» **Stored data**
_ _ _
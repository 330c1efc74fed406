//! Cache adapter that stores nothing.

use std::time::Duration;

use async_trait::async_trait;

use crate::domain::RenderedPage;
use crate::domain::ports::{CacheKey, PageCache, PageCacheError};

/// Page cache that always misses and discards writes.
#[derive(Debug, Clone, Copy, Default)]
pub struct NoOpPageCache;

#[async_trait]
impl PageCache for NoOpPageCache {
    async fn get(&self, _key: &CacheKey) -> Result<Option<RenderedPage>, PageCacheError> {
        Ok(None)
    }

    async fn set(
        &self,
        _key: &CacheKey,
        _page: &RenderedPage,
        _ttl: Duration,
    ) -> Result<(), PageCacheError> {
        Ok(())
    }

    async fn clear(&self) -> Result<(), PageCacheError> {
        Ok(())
    }
}

#[cfg(test)]
mod tests {
    use super::*;
    use crate::domain::Template;
    use rstest::rstest;

    #[rstest]
    #[tokio::test]
    async fn always_misses_after_set() {
        let cache = NoOpPageCache;
        let key = CacheKey::new("index_page").expect("valid key");
        let page = RenderedPage {
            template: Template::Index,
            body: "body".to_owned(),
        };

        cache
            .set(&key, &page, Duration::from_secs(20))
            .await
            .expect("set succeeds");

        assert!(cache.get(&key).await.expect("get succeeds").is_none());
    }
}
_ _ _
» **Task objective**
Search the data for "expect". Copy every line that has it.

» **Task output**
        let key = CacheKey::new("index_page").expect("valid key");
            .expect("set succeeds");
        assert!(cache.get(&key).await.expect("get succeeds").is_none());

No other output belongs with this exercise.